▶ _What you have to do_
Filter the listing below down to the lines containing the word "currency".

▶ _Records for the task_
____________

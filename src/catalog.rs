//! Store API payloads
//!
//! Only the fields the SDK exposes are modelled; unknown fields are ignored and
//! optional ones default, so catalog additions on Xsolla's side don't break decoding.

use serde::{Deserialize, Deserializer, Serialize};

// `null` is sent for empty optional fields; treat it like an absent one
fn null_as_default<'de, D, T>(deserializer: D) -> Result<T, D::Error>
where
    D: Deserializer<'de>,
    T: Default + Deserialize<'de>,
{
    Ok(Option::<T>::deserialize(deserializer)?.unwrap_or_default())
}

/// Response of `GET /v1/project/{project_id}/items/virtual_items`
#[derive(Debug, Clone, Default, PartialEq, Serialize, Deserialize)]
pub struct VirtualItems {
    #[serde(default, deserialize_with = "null_as_default")]
    pub items: Vec<VirtualItem>,
}

#[derive(Debug, Clone, Default, PartialEq, Serialize, Deserialize)]
pub struct VirtualItem {
    pub sku: String,

    #[serde(default, deserialize_with = "null_as_default")]
    pub name: String,

    #[serde(default, deserialize_with = "null_as_default")]
    pub description: String,

    /// Item kind, e.g. `virtual_good`
    #[serde(rename = "type", default, deserialize_with = "null_as_default")]
    pub item_type: String,

    #[serde(default)]
    pub image_url: Option<String>,

    #[serde(default, deserialize_with = "null_as_default")]
    pub is_free: bool,

    #[serde(default, deserialize_with = "null_as_default")]
    pub groups: Vec<ItemGroup>,

    /// Real-money price; absent for items sold only for virtual currency
    #[serde(default)]
    pub price: Option<Price>,

    #[serde(default, deserialize_with = "null_as_default")]
    pub virtual_prices: Vec<VirtualPrice>,
}

#[derive(Debug, Clone, Default, PartialEq, Eq, Serialize, Deserialize)]
pub struct ItemGroup {
    pub external_id: String,

    #[serde(default, deserialize_with = "null_as_default")]
    pub name: String,
}

/// Amounts are decimal strings as sent by the API
#[derive(Debug, Clone, Default, PartialEq, Eq, Serialize, Deserialize)]
pub struct Price {
    pub amount: String,

    #[serde(default)]
    pub amount_without_discount: Option<String>,

    pub currency: String,
}

#[derive(Debug, Clone, Default, PartialEq, Eq, Serialize, Deserialize)]
pub struct VirtualPrice {
    pub sku: String,

    pub amount: u64,

    #[serde(default)]
    pub amount_without_discount: Option<u64>,

    #[serde(default, deserialize_with = "null_as_default")]
    pub is_default: bool,

    #[serde(default, deserialize_with = "null_as_default")]
    pub name: String,
}

impl VirtualItem {
    /// The virtual price marked as default, or the first one listed
    pub fn default_virtual_price(&self) -> Option<&VirtualPrice> {
        self.virtual_prices
            .iter()
            .find(|p| p.is_default)
            .or_else(|| self.virtual_prices.first())
    }
}

impl VirtualItems {
    pub fn find(&self, sku: &str) -> Option<&VirtualItem> {
        self.items.iter().find(|item| item.sku == sku)
    }
}

/// Response of `POST /v1/payment/item/{sku}`
#[derive(Debug, Clone, PartialEq, Eq, Serialize, Deserialize)]
pub struct PaymentToken {
    /// Access token for opening the payment UI
    pub token: String,

    #[serde(default)]
    pub order_id: Option<u64>,
}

____________

▶ _Solution_
    /// Real-money price; absent for items sold only for virtual currency
    pub currency: String,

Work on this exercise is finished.